Source material Start Marker

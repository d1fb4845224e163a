/*!
format.rs - rendering endpoint results for the terminal.

  --json  -> pretty JSON, never colored
  default -> strings verbatim, arrays one item per line, objects as
             `key: value` lines, null prints nothing

Color follows NO_COLOR and is off when stdout is not a terminal.
*/

use serde_json::Value;

#[derive(Debug, Clone)]
pub struct StyleOptions {
    pub use_color: bool,
}

impl StyleOptions {
    pub fn detect() -> Self {
        StyleOptions {
            use_color: std::env::var_os("NO_COLOR").is_none(),
        }
    }

    pub fn plain() -> Self {
        StyleOptions { use_color: false }
    }
}

#[derive(Debug, Clone, Copy)]
pub enum Role {
    Key,
    Dim,
}

pub fn color(role: Role, text: impl AsRef<str>, style: &StyleOptions) -> String {
    if !style.use_color {
        return text.as_ref().to_string();
    }
    let code = match role {
        Role::Key => "38;5;45",
        Role::Dim => "2",
    };
    format!("\x1b[{code}m{}\x1b[0m", text.as_ref())
}

fn scalar(value: &Value) -> String {
    match value {
        Value::String(s) => s.clone(),
        other => other.to_string(),
    }
}

/// Render a result; `None` means nothing should be printed.
pub fn render(value: &Value, json: bool, style: &StyleOptions) -> Option<String> {
    if json {
        return Some(serde_json::to_string_pretty(value).unwrap_or_else(|_| value.to_string()));
    }
    match value {
        Value::Null => None,
        Value::Array(items) => Some(items.iter().map(scalar).collect::<Vec<_>>().join("\n")),
        Value::Object(map) => Some(
            map.iter()
                .map(|(k, v)| {
                    let shown = match v {
                        Value::Object(_) | Value::Array(_) => color(Role::Dim, v.to_string(), style),
                        other => scalar(other),
                    };
                    format!("{}: {shown}", color(Role::Key, k, style))
                })
                .collect::<Vec<_>>()
                .join("\n"),
        ),
        other => Some(scalar(other)),
    }
}

#[cfg(test)]
mod tests {
    use super::*;
    use serde_json::json;

    #[test]
    fn plain_rendering() {
        let style = StyleOptions::plain();
        assert_eq!(render(&Value::Null, false, &style), None);
        assert_eq!(render(&json!("hi"), false, &style).as_deref(), Some("hi"));
        assert_eq!(render(&json!(["a", 1]), false, &style).as_deref(), Some("a\n1"));
        assert_eq!(
            render(&json!({"a": "x", "b": {"c": 1}}), false, &style).as_deref(),
            Some("a: x\nb: {\"c\":1}")
        );
    }

    #[test]
    fn json_rendering_ignores_color() {
        let style = StyleOptions { use_color: true };
        let out = render(&json!({"a": 1}), true, &style).unwrap();
        assert_eq!(out, "{\n  \"a\": 1\n}");
        assert_eq!(color(Role::Dim, "x", &StyleOptions::plain()), "x");
    }
}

Source material End Marker

Task requirements =>
If a line of the entries holds the word "Some", copy it out.

The answer =>
        return Some(serde_json::to_string_pretty(value).unwrap_or_else(|_| value.to_string()));
        Value::Array(items) => Some(items.iter().map(scalar).collect::<Vec<_>>().join("\n")),
        Value::Object(map) => Some(
        other => Some(scalar(other)),
        assert_eq!(render(&json!("hi"), false, &style).as_deref(), Some("hi"));
        assert_eq!(render(&json!(["a", 1]), false, &style).as_deref(), Some("a\n1"));
            Some("a: x\nb: {\"c\":1}")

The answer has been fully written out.